It was only about six years ago when I looked at pictures of empire-gowned members of the Jane Austen Society of North America and said, "I'll never be one of those people who dresses up in costume and goes to a Regency ball. Isn't that a bit like going to a Star Trek convention and wearing Vulcan ears?"
Lesson #1: Whenever you say, "I'll never be one of those people," what it really means is that you already are one of those people. You just don't know it yet.
Lesson #2: It all starts with English country dance lessons. You know how they talk about gateway drugs? Well, English country dance lessons, my friends, is the gateway drug.
I went to my first dance lesson at the 2004 Annual General Meeting of the Jane Austen Society of North America (JASNA AGM) , which took place in my part of the world, i.e., Los Angeles. Learning English country dance was, after all, part of my research for my novel, Confessions of a Jane Austen Addict, which is about a modern L.A. girl who wakes up one morning as a woman in Austen's time. Dance lessons were as legitimate a pursuit as attending the various lectures. Or so I told myself. How could I, in all good conscience, write a dance scene if I had the opportunity to dance and passed it up?
Then came the JASNA ball itself that Saturday night in 2004. Sure, I didn't wear a costume; lots of people didn't. But I danced every dance and not only did I have a blast, I also discovered that English country dance, which in the movies looks like people are merely parading about and posing like peacocks, is actually quite a workout. I also found that when I looked at the women in their gowns this time, I experienced costume envy. I too wanted to wear a dress and pretend I was Elizabeth Bennet dancing with Mr. Darcy. Wouldn't my turns and steps look ever so much more elegant in a Regency ball gown than in black velvet pants? No, I told myself, I won't give in. Costumes are where I draw the line.
Since then I have attended two more JASNA AGMs and two more JASNA balls. Still in contemporary dress. But the turning point came when I attended something last year called the Jane Austen Evening, which is not a JASNA-sponsored event. At the Jane Austen Evening, which is organized by the Society for Manners and Merriment, almost all of the attendees are in costume. Unlike the JASNA balls, where everyone is there because they are Jane Austen readers, the attendees of the Jane Austen Evening appear to be a mixture of Jane Austen readers, period-dance aficionados, people who are into historical re-enactments, and combinations thereof. You can imagine the costumed glory of these folks.
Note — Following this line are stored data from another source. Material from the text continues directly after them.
//! Memory selection and reinforcement core.
//!
//! Given a pool of candidate memory chunks and a prompt kernel describing
//! the current task, [`selector::select_memories`] ranks, diversifies and
//! returns the memories worth injecting into a prompt. Outcomes reported
//! back through [`learning::LearningLoop`] update a per-(memory, kernel)
//! Bayesian rating that feeds the next selection's exploration term.
//!
//! Selection is pure and synchronous; persistence of ratings and
//! interactions is async and goes through an injected [`storage::SettingsStore`].

pub mod config;
pub mod diversity;
pub mod error;
pub mod learning;
pub mod rating;
pub mod scoring;
pub mod selector;
pub mod storage;
pub mod telemetry;
pub mod tokenizer;
pub mod types;

/// Commonly used items, re-exported for a single `use memory_core::prelude::*;`.
pub mod prelude {
    pub use crate::config::{SelectionConfig, SignalWeights};
    pub use crate::error::{CoreError, CoreResult, LearningError, LearningResult};
    pub use crate::learning::LearningLoop;
    pub use crate::selector::{select_memories, SelectOptions};
    pub use crate::storage::{InMemorySettingsStore, JsonFileSettingsStore, SettingsStore};
    pub use crate::types::{
        MemoryChunk, MemoryInteraction, MemoryRating, PromptKernel, Reward, SelectedMemory,
        SignalBreakdown,
    };
}
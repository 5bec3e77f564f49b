//! The stateful packet-stream parser/serializer (§4.4) — the most subtle
//! part of the codec: type-1/type-2 dispatch, the type-2-must-follow-
//! type-1 rule, the FarMaj/FarMajExtended corner case, the LX45T spurious-
//! small-FDRI-packet guard, and DESYNC-tail handling.

use std::rc::Rc;

use byteorder::{BigEndian, ByteOrder};

use super::header::decode_header;
use crate::data_object::DataObject;
use crate::error::{BitstreamError, Result};
use crate::format::RegisterFormat;
use crate::model::fdri::{FdriDecodeArgs, FdriPayload};
use crate::model::packet::{Packet, PacketDecodeArgs, PacketPayload};
use crate::model::type1::Type1Payload;

/// The `< 500` byte guard that routes an undersized Fdri type-2 payload to
/// opaque handling instead of the FDRI codec — a device-specific quirk
/// (LX45T emits a spurious small FDRI packet). Preserved verbatim; see
/// SPEC_FULL.md §9 / DESIGN.md for why this isn't "fixed".
pub const FDRI_SIZE_GUARD: usize = 500;

/// Resolves the register format governing a header, including the
/// `FarMaj`/`FarMajExtended` corner case (§4.1): if the address names
/// `FarMaj` but `word_count > 1`, the extended format is used instead.
fn resolve_register_format<'a>(
    args: &'a PacketDecodeArgs,
    address: u8,
    word_count: u8,
) -> Result<&'a RegisterFormat> {
    let format = args
        .catalog
        .register_format_by_address(address)
        .ok_or(BitstreamError::UnknownRegister(address))?;

    if format.name == "FarMaj" && word_count > 1 {
        log::debug!("FarMaj with word_count={word_count} > 1, using FarMajExtended");
        return args
            .catalog
            .register_format_by_name("FarMajExtended")
            .ok_or(BitstreamError::UnknownRegister(address));
    }
    Ok(format)
}

/// Parses one packet starting at `bytes[0]`. Returns the packet, the
/// number of bytes it consumed, and whether this packet sets end-of-
/// stream (a DESYNC command).
pub fn parse_one_packet(
    args: &PacketDecodeArgs,
    bytes: &[u8],
    previous_packet_type: Option<u8>,
) -> Result<(Packet, usize, bool)> {
    if bytes.len() < 2 {
        return Err(BitstreamError::TruncatedInput {
            expected: 2,
            actual: bytes.len(),
        });
    }
    let header = decode_header(BigEndian::read_u16(&bytes[0..2]));
    let register_format = resolve_register_format(args, header.register_address, header.word_count)?;
    let register_name = Some(register_format.name.clone());

    match header.packet_type {
        0 => Ok((
            Packet {
                header,
                register_name,
                payload: PacketPayload::None,
            },
            2,
            false,
        )),

        1 => {
            let payload_len = header.word_count as usize * 4;
            if header.opcode == 0 && payload_len > 0 {
                return Err(BitstreamError::NoopWithPayload);
            }
            if payload_len == 0 {
                return Ok((
                    Packet {
                        header,
                        register_name,
                        payload: PacketPayload::None,
                    },
                    2,
                    false,
                ));
            }

            let payload_bytes = bytes.get(2..2 + payload_len).ok_or(BitstreamError::TruncatedInput {
                expected: 2 + payload_len,
                actual: bytes.len(),
            })?;
            let register_format = Rc::new(register_format.clone());
            let type1 = Type1Payload::decode(payload_bytes, &register_format)?;

            let mut end_of_stream = false;
            if register_format.name == "Cmd" {
                if let Some(command) = type1.get("command") {
                    if command.value_name.as_deref() == Some("DESYNC") {
                        log::debug!("DESYNC command observed, terminating packet stream");
                        end_of_stream = true;
                    }
                }
            }

            let payload = Rc::new(DataObject::new_unpacked(type1)?);
            Ok((
                Packet {
                    header,
                    register_name,
                    payload: PacketPayload::Type1(payload),
                },
                2 + payload_len,
                end_of_stream,
            ))
        }

        2 => {
            if previous_packet_type != Some(1) {
                return Err(BitstreamError::UnexpectedType2AfterType(previous_packet_type));
            }
            let length_field = bytes
                .get(2..6)
                .ok_or(BitstreamError::TruncatedInput {
                    expected: 6,
                    actual: bytes.len(),
                })?;
            let n = BigEndian::read_u32(length_field) as usize;
            let payload_len = (n + 2) * 4;
            let payload_bytes = bytes
                .get(6..6 + payload_len)
                .ok_or(BitstreamError::TruncatedInput {
                    expected: 6 + payload_len,
                    actual: bytes.len(),
                })?;

            let payload = if register_format.name == "Fdri" && payload_bytes.len() >= FDRI_SIZE_GUARD {
                let fdri_args = FdriDecodeArgs {
                    catalog: args.catalog.clone(),
                    id_code: args.id_code.clone(),
                };
                PacketPayload::Fdri(Rc::new(DataObject::<FdriPayload>::new_packed(
                    payload_bytes.to_vec(),
                    fdri_args,
                )))
            } else {
                log::debug!(
                    "type-2 payload for {} ({} bytes) treated as opaque",
                    register_format.name,
                    payload_bytes.len()
                );
                PacketPayload::Type2Opaque(Rc::new(DataObject::new_packed(
                    payload_bytes.to_vec(),
                    (),
                )))
            };

            Ok((
                Packet {
                    header,
                    register_name,
                    payload,
                },
                6 + payload_len,
                false,
            ))
        }

        other => Err(BitstreamError::UnexpectedPacketType(other)),
    }
}

/// Parses the full packet region: repeatedly calls [`parse_one_packet`]
/// until end-of-stream (DESYNC) or input exhaustion, then returns the
/// parsed packets plus any opaque trailing bytes.
pub fn parse_packet_stream(
    args: &PacketDecodeArgs,
    bytes: &[u8],
) -> Result<(Vec<Rc<DataObject<Packet>>>, Vec<u8>)> {
    let mut offset = 0;
    let mut previous_packet_type = None;
    let mut packets = Vec::new();

    while offset < bytes.len() {
        let (packet, consumed, end_of_stream) =
            parse_one_packet(args, &bytes[offset..], previous_packet_type)?;
        previous_packet_type = Some(packet.header.packet_type);
        offset += consumed;
        packets.push(Rc::new(DataObject::new_unpacked(packet)?));
        if end_of_stream {
            break;
        }
    }

    let tail = bytes[offset..].to_vec();
    Ok((packets, tail))
}

/// Re-serializes a packet sequence plus its opaque tail back to bytes.
pub fn serialize_packet_stream(packets: &[Rc<DataObject<Packet>>], tail: &[u8]) -> Result<Vec<u8>> {
    let mut out = Vec::new();
    for packet in packets {
        out.extend(packet.pack()?);
    }
    out.extend_from_slice(tail);
    Ok(out)
}

#[cfg(test)]
mod tests {
    use super::*;
    use crate::format::schema::{RegisterAttributeSchema, RegisterFormatSchema};
    use crate::format::FormatCatalogBuilder;

    fn test_args() -> PacketDecodeArgs {
        let catalog = FormatCatalogBuilder::new()
            .add_register(RegisterFormatSchema {
                address: 5,
                name: "Cor1".into(),
                description: String::new(),
                attributes: vec![
                    RegisterAttributeSchema {
                        name: "drive_awake".into(),
                        bit_size: 1,
                        description: String::new(),
                        values: vec![],
                    },
                    RegisterAttributeSchema {
                        name: "reserved".into(),
                        bit_size: 10,
                        description: String::new(),
                        values: vec![],
                    },
                    RegisterAttributeSchema {
                        name: "crc_bypass".into(),
                        bit_size: 1,
                        description: String::new(),
                        values: vec![],
                    },
                    RegisterAttributeSchema {
                        name: "done_pipe".into(),
                        bit_size: 1,
                        description: String::new(),
                        values: vec![],
                    },
                    RegisterAttributeSchema {
                        name: "drive_done".into(),
                        bit_size: 1,
                        description: String::new(),
                        values: vec![],
                    },
                    RegisterAttributeSchema {
                        name: "ssclksrc".into(),
                        bit_size: 2,
                        description: String::new(),
                        values: vec![],
                    },
                ],
            })
            .build()
            .unwrap();
        PacketDecodeArgs {
            catalog: Rc::new(catalog),
            id_code: Rc::new(std::cell::RefCell::new(None)),
        }
    }

    #[test]
    fn decodes_scenario_1_packet() {
        let args = test_args();
        let bytes = [0x30u8, 0xA1, 0x00, 0x00, 0x00, 0x00];
        let (packet, consumed, end_of_stream) = parse_one_packet(&args, &bytes, None).unwrap();
        assert_eq!(packet.header.packet_type, 1);
        assert_eq!(packet.header.opcode, 2);
        assert_eq!(packet.header.register_address, 5);
        assert_eq!(packet.header.word_count, 1);
        assert_eq!(consumed, 6);
        assert!(!end_of_stream);
    }

    #[test]
    fn rejects_type2_not_following_type1() {
        let args = test_args();
        let bytes = [0x50u8, 0x00, 0x00, 0x00, 0x00, 0x00];
        assert!(matches!(
            parse_one_packet(&args, &bytes, None),
            Err(BitstreamError::UnexpectedType2AfterType(None))
        ));
    }

    #[test]
    fn unknown_register_fails() {
        let args = test_args();
        let bytes = [0x0Fu8, 0xE0];
        assert!(matches!(
            parse_one_packet(&args, &bytes, None),
            Err(BitstreamError::UnknownRegister(_))
        ));
    }
}
use std::rc::Rc;

use crate::context::IdCodeCell;
use crate::data_object::{DataObject, NodeModel};
use crate::error::{BitstreamError, Result};
use crate::format::{FdriFormat, FormatCatalog};
use crate::model::opaque::Opaque;

/// One fabric configuration frame: opaque bytes, individually addressable
/// so dirty-propagation can stay frame-granular.
pub type Frame = Rc<DataObject<Opaque>>;

/// A column of frames within a logic-block row.
#[derive(Clone)]
pub struct LogicMajor {
    pub name: String,
    pub frames: Vec<Frame>,
}

/// A row of majors within the logic block.
#[derive(Clone)]
pub struct LogicRow {
    pub majors: Vec<LogicMajor>,
}

/// Device fabric config: an ordered sequence of rows.
#[derive(Clone)]
pub struct LogicBlock {
    pub rows: Vec<LogicRow>,
}

impl LogicBlock {
    fn decode(bytes: &[u8], format: &FdriFormat) -> Result<Self> {
        let mut offset = 0;
        let mut rows = Vec::with_capacity(format.logic_block_format.len());
        for row_format in &format.logic_block_format {
            let mut majors = Vec::with_capacity(row_format.len());
            for major_format in row_format {
                let mut frames = Vec::with_capacity(major_format.frame_count);
                for _ in 0..major_format.frame_count {
                    let end = offset + major_format.frame_size;
                    let frame_bytes = bytes
                        .get(offset..end)
                        .ok_or_else(|| BitstreamError::SizeMismatch {
                            expected: end,
                            actual: bytes.len(),
                            context: format!("FDRI major {} frame", major_format.name),
                        })?;
                    frames.push(Rc::new(DataObject::new_packed(frame_bytes.to_vec(), ())));
                    offset = end;
                }
                majors.push(LogicMajor {
                    name: major_format.name.clone(),
                    frames,
                });
            }
            rows.push(LogicRow { majors });
        }

        if offset != bytes.len() {
            return Err(BitstreamError::SizeMismatch {
                expected: offset,
                actual: bytes.len(),
                context: "FDRI logic block".into(),
            });
        }
        Ok(LogicBlock { rows })
    }

    fn encode(&self) -> Result<Vec<u8>> {
        let mut out = Vec::new();
        for row in &self.rows {
            for major in &row.majors {
                for frame in &major.frames {
                    out.extend(frame.pack()?);
                }
            }
        }
        Ok(out)
    }

    fn synchronize(&self) -> Result<bool> {
        let mut any_dirty = false;
        for row in &self.rows {
            for major in &row.majors {
                for frame in &major.frames {
                    any_dirty |= frame.synchronize()?;
                }
            }
        }
        Ok(any_dirty)
    }
}

/// The type-2 payload for the FDRI register: logic block, RAM block, IO
/// block, and CRC tail, decomposed using the per-device layout (§4.6).
/// The FDRI codec requires `context.id_code` to already be set.
pub struct FdriPayload {
    pub logic_block: LogicBlock,
    pub ram_block: Rc<DataObject<Opaque>>,
    pub io_block: Rc<DataObject<Opaque>>,
    pub tail: Rc<DataObject<Opaque>>,
}

impl FdriPayload {
    pub fn io_block_bytes(&self) -> Result<Vec<u8>> {
        self.io_block.pack()
    }

    /// Splices `value` into the IO block at `offset`, failing if it would
    /// run past the block's end (§4.8 step 4). Marks the IO block dirty;
    /// propagation happens on the next `synchronize()`.
    pub fn patch_io_block(&self, offset: usize, value: &[u8]) -> Result<()> {
        let mut current = self.io_block.pack()?;
        if offset + value.len() > current.len() {
            return Err(BitstreamError::PinPatchOutOfRange {
                offset,
                len: value.len(),
                block_len: current.len(),
            });
        }
        current[offset..offset + value.len()].copy_from_slice(value);
        self.io_block.set_bytes(current, ());
        Ok(())
    }
}

/// What the FDRI codec needs to resolve a device layout lazily, at the
/// moment the payload is first unpacked — not at parse time, since the
/// device id code is usually only known after the device analyzer runs
/// (§4.6).
#[derive(Clone)]
pub struct FdriDecodeArgs {
    pub catalog: Rc<FormatCatalog>,
    pub id_code: IdCodeCell,
}

impl NodeModel for FdriPayload {
    type DecodeArgs = FdriDecodeArgs;

    fn decode(bytes: &[u8], args: &FdriDecodeArgs) -> Result<Self> {
        let id_code = args.id_code.borrow().clone().ok_or(BitstreamError::MissingIdCode)?;
        let format = args
            .catalog
            .fdri_format_by_device(&id_code)
            .ok_or_else(|| BitstreamError::UnknownDevice(id_code.clone()))?;
        let expected = format.expected_payload_size();
        if bytes.len() != expected {
            return Err(BitstreamError::SizeMismatch {
                expected,
                actual: bytes.len(),
                context: format!("FDRI payload for device {}", format.device_name),
            });
        }

        let (logic_bytes, rest) = bytes.split_at(format.logic_block_size);
        let (ram_bytes, rest) = rest.split_at(format.bram_block_size);
        let (io_bytes, crc_bytes) = rest.split_at(format.io_block_size);

        Ok(FdriPayload {
            logic_block: LogicBlock::decode(logic_bytes, format)?,
            ram_block: Rc::new(DataObject::new_packed(ram_bytes.to_vec(), ())),
            io_block: Rc::new(DataObject::new_packed(io_bytes.to_vec(), ())),
            tail: Rc::new(DataObject::new_packed(crc_bytes.to_vec(), ())),
        })
    }

    fn encode(&self) -> Result<Vec<u8>> {
        let mut out = self.logic_block.encode()?;
        out.extend(self.ram_block.pack()?);
        out.extend(self.io_block.pack()?);
        out.extend(self.tail.pack()?);
        Ok(out)
    }

    fn synchronize_children(&self) -> Result<bool> {
        let mut any_dirty = self.logic_block.synchronize()?;
        any_dirty |= self.ram_block.synchronize()?;
        any_dirty |= self.io_block.synchronize()?;
        any_dirty |= self.tail.synchronize()?;
        Ok(any_dirty)
    }
}
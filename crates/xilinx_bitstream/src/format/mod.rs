//! The format catalog: an immutable, in-memory description of the wire
//! format (register layouts, per-device FDRI layouts, sync word),
//! populated once by an external loader (§4.1 / §6.2).

mod catalog;
mod fdri;
pub mod schema;
mod register;

pub use catalog::{FormatCatalog, FormatCatalogBuilder, DEFAULT_SYNC_WORD};
pub use fdri::{FdriFormat, FdriIoPin, FdriMajorFormat};
pub use register::{AttributeValueDoc, RegisterAttributeFormat, RegisterFormat};
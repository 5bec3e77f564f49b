//! Concrete [`crate::data_object::NodeModel`] implementations for every
//! entity in the tree (§3.1).

pub mod bitstream;
pub mod fdri;
pub mod opaque;
pub mod packet;
pub mod type1;

pub use bitstream::{Bitstream, BitstreamDecodeArgs, PacketSequence};
pub use fdri::{FdriDecodeArgs, FdriPayload, LogicBlock, LogicMajor, LogicRow};
pub use opaque::Opaque;
pub use packet::{Packet, PacketDecodeArgs, PacketHeader, PacketPayload};
pub use type1::{Attribute, Type1Payload};
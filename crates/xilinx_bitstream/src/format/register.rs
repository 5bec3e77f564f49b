use std::collections::HashMap;

/// Documentation for one concrete value an attribute can take.
#[derive(Debug, Clone)]
pub struct AttributeValueDoc {
    pub value: u64,
    pub name: String,
    pub description: String,
}

/// One bit-field of a register, in wire order (most-significant field first).
#[derive(Debug, Clone)]
pub struct RegisterAttributeFormat {
    pub name: String,
    pub bit_size: u32,
    pub description: String,
    values: HashMap<u64, AttributeValueDoc>,
}

impl RegisterAttributeFormat {
    pub fn new(
        name: impl Into<String>,
        bit_size: u32,
        description: impl Into<String>,
        values: Vec<AttributeValueDoc>,
    ) -> Self {
        Self {
            name: name.into(),
            bit_size,
            description: description.into(),
            values: values.into_iter().map(|v| (v.value, v)).collect(),
        }
    }

    pub fn value_doc(&self, value: u64) -> Option<&AttributeValueDoc> {
        self.values.get(&value)
    }
}

/// A named hardware register: address, ordered attribute layout, and the
/// precomputed total payload size in bytes.
#[derive(Debug, Clone)]
pub struct RegisterFormat {
    pub address: u8,
    pub name: String,
    pub description: String,
    pub attributes: Vec<RegisterAttributeFormat>,
    /// The attribute bit widths rounded up to the next 32-bit word, in
    /// bytes — registers are always a whole number of configuration words
    /// wide even when their declared attributes don't fill the last one
    /// (see §4.5's "padded to a 4-byte multiple before bit extraction").
    pub size: usize,
}

impl RegisterFormat {
    /// Builds a register format, computing `size` from the attribute list.
    ///
    /// Returns `None` if the attribute bit widths don't sum to a multiple
    /// of 8 (see spec.md §3.2).
    pub fn new(
        address: u8,
        name: impl Into<String>,
        description: impl Into<String>,
        attributes: Vec<RegisterAttributeFormat>,
    ) -> Option<Self> {
        let total_bits: u32 = attributes.iter().map(|a| a.bit_size).sum();
        if total_bits % 8 != 0 {
            return None;
        }
        let size = (xilinx_utils::align(total_bits as u64, 32) / 8) as usize;
        Some(Self {
            address,
            name: name.into(),
            description: description.into(),
            attributes,
            size,
        })
    }

    pub fn attribute_by_name(&self, name: &str) -> Option<&RegisterAttributeFormat> {
        self.attributes.iter().find(|a| a.name == name)
    }
}

#[cfg(test)]
mod tests {
    use super::*;

    #[test]
    fn size_rounds_up_to_a_32_bit_word() {
        let attrs = vec![
            RegisterAttributeFormat::new("drive_awake", 1, "", vec![]),
            RegisterAttributeFormat::new("reserved", 10, "", vec![]),
            RegisterAttributeFormat::new("crc_bypass", 1, "", vec![]),
            RegisterAttributeFormat::new("done_pipe", 1, "", vec![]),
            RegisterAttributeFormat::new("drive_done", 1, "", vec![]),
            RegisterAttributeFormat::new("ssclksrc", 2, "", vec![]),
        ];
        let format = RegisterFormat::new(0x09, "Cor1", "", attrs).unwrap();
        assert_eq!(format.size, 4);
    }

    #[test]
    fn rejects_bit_widths_not_a_multiple_of_8() {
        let attrs = vec![RegisterAttributeFormat::new("x", 3, "", vec![])];
        assert!(RegisterFormat::new(0, "Bad", "", attrs).is_none());
    }
}
use std::rc::Rc;

use crate::codec::header::encode_header;
use crate::context::IdCodeCell;
use crate::data_object::{DataObject, NodeModel};
use crate::error::{BitstreamError, Result};
use crate::format::FormatCatalog;
use crate::model::fdri::FdriPayload;
use crate::model::opaque::Opaque;
use crate::model::type1::Type1Payload;

/// What a single [`Packet`] needs to resolve register formats and,
/// transitively, to let a nested FDRI payload resolve its device layout
/// lazily (§4.1, §4.6).
#[derive(Clone)]
pub struct PacketDecodeArgs {
    pub catalog: Rc<FormatCatalog>,
    pub id_code: IdCodeCell,
}

/// Decoded 16-bit packet control word (§3.1, §4.4).
#[derive(Debug, Clone, Copy, PartialEq, Eq)]
pub struct PacketHeader {
    pub packet_type: u8,
    pub opcode: u8,
    pub register_address: u8,
    pub word_count: u8,
}

impl PacketHeader {
    pub fn type_name(&self) -> &'static str {
        match self.packet_type {
            0 => "NOOP",
            1 => "Type1",
            2 => "Type2",
            _ => "Unknown",
        }
    }

    pub fn opcode_name(&self) -> &'static str {
        match self.opcode {
            0 => "NOOP",
            1 => "READ",
            2 => "WRITE",
            _ => "Unknown",
        }
    }
}

/// The decoded payload of a packet, carrying enough to re-encode it.
pub enum PacketPayload {
    None,
    Type1(Rc<DataObject<Type1Payload>>),
    /// Opaque type-2 payload (not dispatched to the FDRI codec).
    Type2Opaque(Rc<DataObject<Opaque>>),
    Fdri(Rc<DataObject<FdriPayload>>),
}

/// One configuration command: header plus optional payload (§3.1).
/// Register name/opcode/type decorations for display are derived from the
/// header and the format catalog rather than stored redundantly.
pub struct Packet {
    pub header: PacketHeader,
    pub register_name: Option<String>,
    pub payload: PacketPayload,
}

impl Packet {
    pub fn payload_len(&self) -> Result<usize> {
        Ok(match &self.payload {
            PacketPayload::None => 0,
            PacketPayload::Type1(p) => p.pack()?.len(),
            PacketPayload::Type2Opaque(p) => p.pack()?.len(),
            PacketPayload::Fdri(p) => p.pack()?.len(),
        })
    }
}

impl NodeModel for Packet {
    type DecodeArgs = PacketDecodeArgs;

    /// Decodes a single, already-isolated packet's bytes. The stateful
    /// stream parser in [`crate::codec::packets`] is what actually drives
    /// packet boundary discovery; this exists for trait conformance and
    /// for decoding/round-tripping one packet in isolation (e.g. tests).
    fn decode(bytes: &[u8], args: &PacketDecodeArgs) -> Result<Self> {
        let (packet, consumed, _end_of_stream) =
            crate::codec::packets::parse_one_packet(args, bytes, None)?;
        if consumed != bytes.len() {
            return Err(BitstreamError::SizeMismatch {
                expected: consumed,
                actual: bytes.len(),
                context: "single packet decode".into(),
            });
        }
        Ok(packet)
    }

    fn encode(&self) -> Result<Vec<u8>> {
        match self.header.packet_type {
            1 => {
                let payload_bytes = match &self.payload {
                    PacketPayload::Type1(payload) => payload.pack()?,
                    _ => Vec::new(),
                };
                let word_count = (payload_bytes.len() / 4) as u8;
                let mut out = encode_header(&PacketHeader {
                    word_count,
                    ..self.header
                })
                .to_be_bytes()
                .to_vec();
                out.extend(payload_bytes);
                Ok(out)
            }
            2 => {
                let payload_bytes = match &self.payload {
                    PacketPayload::Fdri(p) => p.pack()?,
                    PacketPayload::Type2Opaque(p) => p.pack()?,
                    _ => Vec::new(),
                };
                let word_len = payload_bytes.len() / 4;
                let length_field =
                    (word_len as u32)
                        .checked_sub(2)
                        .ok_or_else(|| BitstreamError::SizeMismatch {
                            expected: 8,
                            actual: payload_bytes.len(),
                            context: "type-2 payload too short to encode length field".into(),
                        })?;
                let mut out = encode_header(&PacketHeader {
                    word_count: 0,
                    ..self.header
                })
                .to_be_bytes()
                .to_vec();
                out.extend(length_field.to_be_bytes());
                out.extend(payload_bytes);
                Ok(out)
            }
            _ => Ok(encode_header(&self.header).to_be_bytes().to_vec()),
        }
    }

    fn synchronize_children(&self) -> Result<bool> {
        Ok(match &self.payload {
            PacketPayload::None => false,
            PacketPayload::Type1(p) => p.synchronize()?,
            PacketPayload::Type2Opaque(p) => p.synchronize()?,
            PacketPayload::Fdri(p) => p.synchronize()?,
        })
    }
}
Lesson #3: No one is immune to the costume bug. Case in point: At this year's Jane Austen Evening, I was in the powder room where a number of women were primping. One of them, who was in her early twenties, said to a friend, "I can't believe I'm doing this. I'm actually a t-shirt-and-jeans kind of girl." Another woman, who was perhaps forty and in a gorgeous bright green gown, said, "How about me? I'm an airline mechanic."
You can't make up that kind of dialogue.
Lesson #4: English country dancing can heat you up in more ways than one. The best thing about going to the Jane Austen Evening last year was the fact that I went with my husband Thomas, he who had previously informed me that Regency dancing was the most fundamentally uncool activity he could imagine, and that it would be a cold day in hell…you get the picture. But when the girlfriend who was supposed to go with me couldn't make it, Thomas gallantly offered to take her place. He even took English country dance lessons with me. And that's when I realized that not only is English country dancing a good workout, it's also pretty hot.
It's one thing to dance with one of your girlfriends or some random guy you're not interested in. It's quite another to stand up with the man you find most agreeable in the whole world, the handsomest man who ever was seen, the man who has a noble estate in Derbyshire, I mean, Pasadena. It was then that I truly got why all that serious courting went on at balls in Jane Austen's novels, and why women longed for a dance. Not only was it pretty much the only genteel outlet for vigorous exercise, aside from walking and horse riding; it was the only place that a young man and woman could spend lots of seriously flirtatious face-time with each other. All that eye contact and hand touching and display of bodies was highly charged, and all done with the full sanction of society. No wonder the women were fanning themselves. It was after going to that ball with Thomas that I expanded the ballroom scene in Confessions of a Jane Austen Addict. As for Thomas, he had such a good time that this year he decided to invite a group of friends to go with us.
At last year's Jane Austen Evening, I wore a long skirt under a knee-length, empire-waisted dress, in a sort of poor man's imitation of a Regency gown. This year, I decided, I would cross the line for good. And so I had a gown made for the occasion. I even had my hair done (admittedly more like big prom hair than authentic Regency hair, but more of a period look than my usual flat-ironed style).
Bring it on, I said. There's no difference between me and those guys who speak Klingon to a friend of mine whenever she ventures into the sci-fi section of her local bookstore. I may not speak Klingon, but I can dance Mr. Beveridge's Maggot like Colin Firth and Jennifer Ehle did in the 1995 Pride and Prejudice. Yes, I am a Jane Austen addict, and my version of Vulcan ears is a scarlet silk-taffeta empire-waisted gown.